Stored dataset items:
* * * * * * *

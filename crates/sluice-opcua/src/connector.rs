// SPDX-License-Identifier: PolyForm-Noncommercial-1.0.0
// Copyright (c) 2025 Sylvex. All rights reserved.

//! Server connector.
//!
//! A [`ServerConnector`] owns one protocol session end to end:
//!
//! ```text
//! create ──► apply_subscriptions ──► update (repeated) ──► destroy
//!   │              │                       │                  │
//!   │ connect      │ SubscriptionTree      │ pump, normalize  │ release items,
//!   │ upsert       │ upsert descriptors    │ post events      │ disconnect
//!   ▼ server       ▼                       ▼                  ▼
//! ```
//!
//! Descriptors are upserted before the first `update`, so the registry
//! always knows a server and its subscriptions before it receives events
//! for them.

use chrono::Utc;
use sluice_config::{ServerConfig, SubscriptionConfig};
use sluice_core::{normalize, GatewayError, ItemContext, StatusCode};
use sluice_registry::{RegistrySync, ServerDescriptor, SyncOutcome};
use tracing::{debug, info, trace, warn};

use crate::protocol::{ConnectionHandle, DataChange, SourceProtocol};
use crate::tree::{MonitoredItem, SubscriptionTree};

/// One live Source Protocol connection and its monitored items.
pub struct ServerConnector {
    config: ServerConfig,
    protocol: Box<dyn SourceProtocol>,
    registry: RegistrySync,
    connection: Option<ConnectionHandle>,
    tree: SubscriptionTree,
    pending: Vec<DataChange>,
    status: StatusCode,
}

impl ServerConnector {
    /// Connects to the configured endpoint and upserts the server descriptor.
    ///
    /// An empty user name selects an anonymous session. A failed connect
    /// returns [`GatewayError::Connect`] and nothing is sent to the registry.
    pub async fn create(
        config: ServerConfig,
        mut protocol: Box<dyn SourceProtocol>,
        registry: RegistrySync,
        max_browse_depth: u32,
    ) -> Result<Self, GatewayError> {
        let connected = match config.credentials() {
            Some((username, password)) => {
                protocol
                    .connect_with_credentials(&config.endpoint, username, password)
                    .await
            }
            None => protocol.connect(&config.endpoint).await,
        };

        let connection = match connected {
            Ok(conn) => conn,
            Err(err) => {
                warn!(
                    server_id = config.server_id,
                    endpoint = %config.endpoint,
                    status = %err.status(),
                    "Connect failed"
                );
                return Err(GatewayError::connect(&config.endpoint, err.status()));
            }
        };

        info!(
            server_id = config.server_id,
            endpoint = %config.endpoint,
            protocol = protocol.display_name(),
            anonymous = config.credentials().is_none(),
            "Connected"
        );

        let outcome = registry.upsert_server(&ServerDescriptor::from(&config)).await;
        if outcome == SyncOutcome::Failed {
            warn!(server_id = config.server_id, "Server descriptor was not registered");
        }

        let tree = SubscriptionTree::new(config.server_id, config.subscription_params(), max_browse_depth);

        Ok(Self {
            config,
            protocol,
            registry,
            connection: Some(connection),
            tree,
            pending: Vec::new(),
            status: StatusCode::GOOD,
        })
    }

    /// Materializes every configured subscription, in order.
    ///
    /// A failed subscription sets the connector status and the remaining
    /// entries still run.
    pub async fn apply_subscriptions(&mut self) -> StatusCode {
        let Some(conn) = self.connection else {
            return self.status;
        };

        for entry in &self.config.subscriptions {
            for identifier in entry.identifiers() {
                let failure = if entry.is_folder {
                    match self
                        .tree
                        .subscribe_to_all(self.protocol.as_mut(), conn, &self.registry, entry.ns_index, identifier)
                        .await
                    {
                        Ok(report) => report.first_failure,
                        Err(err) => Some(err.status()),
                    }
                } else {
                    self.tree
                        .subscribe_to_one(self.protocol.as_mut(), conn, &self.registry, entry.ns_index, identifier)
                        .await
                        .err()
                        .map(|err| err.status())
                };

                if let Some(status) = failure {
                    warn!(
                        server_id = self.config.server_id,
                        namespace_index = entry.ns_index,
                        identifier,
                        is_folder = entry.is_folder,
                        %status,
                        "Subscription failed"
                    );
                    self.status = status;
                }
            }
        }

        info!(
            server_id = self.config.server_id,
            items = self.tree.items().len(),
            status = %self.status,
            "Subscriptions applied"
        );
        self.status
    }

    /// Runs one keep-alive/publish step and forwards buffered changes.
    ///
    /// Returns the connector status. A non-good pump status is kept until
    /// the connector is destroyed.
    pub async fn update(&mut self) -> StatusCode {
        let Some(conn) = self.connection else {
            return self.status;
        };

        let pending = &mut self.pending;
        let pumped = self
            .protocol
            .pump(conn, &mut |change: DataChange| pending.push(change))
            .await;

        if !pumped.is_good() && self.status.is_good() {
            warn!(server_id = self.config.server_id, status = %pumped, "Connection degraded");
            self.status = pumped;
        }

        // Drain without giving up the buffer's capacity.
        let mut changes = std::mem::take(&mut self.pending);
        for change in changes.drain(..) {
            self.forward(change).await;
        }
        self.pending = changes;

        self.status
    }

    /// Releases all monitored items, then the connection. Idempotent.
    pub async fn destroy(&mut self) {
        let Some(conn) = self.connection.take() else {
            return;
        };

        self.tree.release(self.protocol.as_mut(), conn).await;
        if let Err(err) = self.protocol.disconnect(conn).await {
            warn!(server_id = self.config.server_id, error = %err, "Disconnect failed");
        }
        self.pending.clear();

        info!(
            server_id = self.config.server_id,
            endpoint = %self.config.endpoint,
            "Disconnected"
        );
    }

    /// Current status.
    pub fn status(&self) -> StatusCode {
        self.status
    }

    /// Configured server id.
    pub fn server_id(&self) -> i32 {
        self.config.server_id
    }

    /// Endpoint URL.
    pub fn endpoint(&self) -> &str {
        &self.config.endpoint
    }

    /// Configured subscriptions.
    pub fn subscriptions(&self) -> &[SubscriptionConfig] {
        &self.config.subscriptions
    }

    /// Monitored items created so far.
    pub fn monitored_items(&self) -> &[MonitoredItem] {
        self.tree.items()
    }

    /// Returns `true` until [`destroy`](Self::destroy) runs.
    pub fn is_connected(&self) -> bool {
        self.connection.is_some()
    }

    async fn forward(&self, change: DataChange) {
        let Some(item) = self.tree.lookup(change.item) else {
            trace!(server_id = self.config.server_id, item = %change.item, "Change for unknown item");
            return;
        };

        let timestamp = change.timestamp_or(Utc::now());
        let ctx = ItemContext::new(item.server_id, item.namespace_index, &item.identifier);
        let event = normalize(&change.value, timestamp, ctx);

        match event.type_tag {
            Some(tag) => debug!(
                server_id = item.server_id,
                namespace_index = item.namespace_index,
                identifier = %item.identifier,
                type_tag = %tag,
                value = %change.value,
                "Value changed"
            ),
            None => {
                let err = GatewayError::unrecognized(&item.identifier, change.value.type_name());
                debug!(server_id = item.server_id, error = %err, "Value dropped");
            }
        }

        self.registry.post_event(&event).await;
    }
}

impl std::fmt::Debug for ServerConnector {
    fn fmt(&self, f: &mut std::fmt::Formatter<'_>) -> std::fmt::Result {
        f.debug_struct("ServerConnector")
            .field("server_id", &self.config.server_id)
            .field("endpoint", &self.config.endpoint)
            .field("connected", &self.connection.is_some())
            .field("items", &self.tree.items().len())
            .field("status", &self.status)
            .finish()
    }
}
// SPDX-License-Identifier: PolyForm-Noncommercial-1.0.0
// Copyright (c) 2025 Sylvex. All rights reserved.

//! Logging and tracing initialization.

use tracing_subscriber::filter::Directive;
use tracing_subscriber::{fmt, layer::SubscriberExt, util::SubscriberInitExt, EnvFilter};

use crate::cli::LogFormat;
use crate::error::{BinError, BinResult};

/// Dependencies whose own logging is capped regardless of the chosen level.
pub const QUIET_TARGETS: &[&str] = &["hyper=warn", "reqwest=warn", "rustls=warn", "opcua=warn", "tokio=info"];

// =============================================================================
// Logging Initialization
// =============================================================================

/// Initializes the logging subsystem.
///
/// `RUST_LOG`, when set, replaces `level`.
///
/// ```ignore
/// use sluice_bin::cli::LogFormat;
/// use sluice_bin::logging::init_logging;
///
/// init_logging("info", LogFormat::Text)?;
/// ```
pub fn init_logging(level: &str, format: LogFormat) -> BinResult<()> {
    let filter = build_filter(level);

    let result = match format {
        LogFormat::Text => {
            let is_terminal = std::io::IsTerminal::is_terminal(&std::io::stdout());
            tracing_subscriber::registry()
                .with(filter)
                .with(
                    fmt::layer()
                        .with_target(true)
                        .with_thread_ids(false)
                        .with_file(false)
                        .with_line_number(false)
                        .with_ansi(is_terminal),
                )
                .try_init()
        }
        LogFormat::Json => tracing_subscriber::registry()
            .with(filter)
            .with(
                fmt::layer()
                    .json()
                    .with_target(true)
                    .with_current_span(true)
                    .with_span_list(false),
            )
            .try_init(),
        LogFormat::Compact => {
            let is_terminal = std::io::IsTerminal::is_terminal(&std::io::stdout());
            tracing_subscriber::registry()
                .with(filter)
                .with(
                    fmt::layer()
                        .compact()
                        .with_target(false)
                        .with_ansi(is_terminal),
                )
                .try_init()
        }
    };

    result.map_err(|e| BinError::init(format!("Failed to initialize logging: {}", e)))
}

/// Builds the level filter, honouring `RUST_LOG`.
pub fn build_filter(level: &str) -> EnvFilter {
    let base = EnvFilter::try_from_default_env().unwrap_or_else(|_| EnvFilter::new(level));
    QUIET_TARGETS
        .iter()
        .filter_map(|directive| directive.parse::<Directive>().ok())
        .fold(base, |filter, directive| filter.add_directive(directive))
}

* * * * * * *

### [Activity]
The required answer is the run of lines above, starting at the line with "pub fn monitored_items(&self)" and ending at the line with "async fn forward(&self, change: DataChange)", reproduced exactly with both ends.

### [Exercise response]
    pub fn monitored_items(&self) -> &[MonitoredItem] {
        self.tree.items()
    }

    /// Returns `true` until [`destroy`](Self::destroy) runs.
    pub fn is_connected(&self) -> bool {
        self.connection.is_some()
    }

    async fn forward(&self, change: DataChange) {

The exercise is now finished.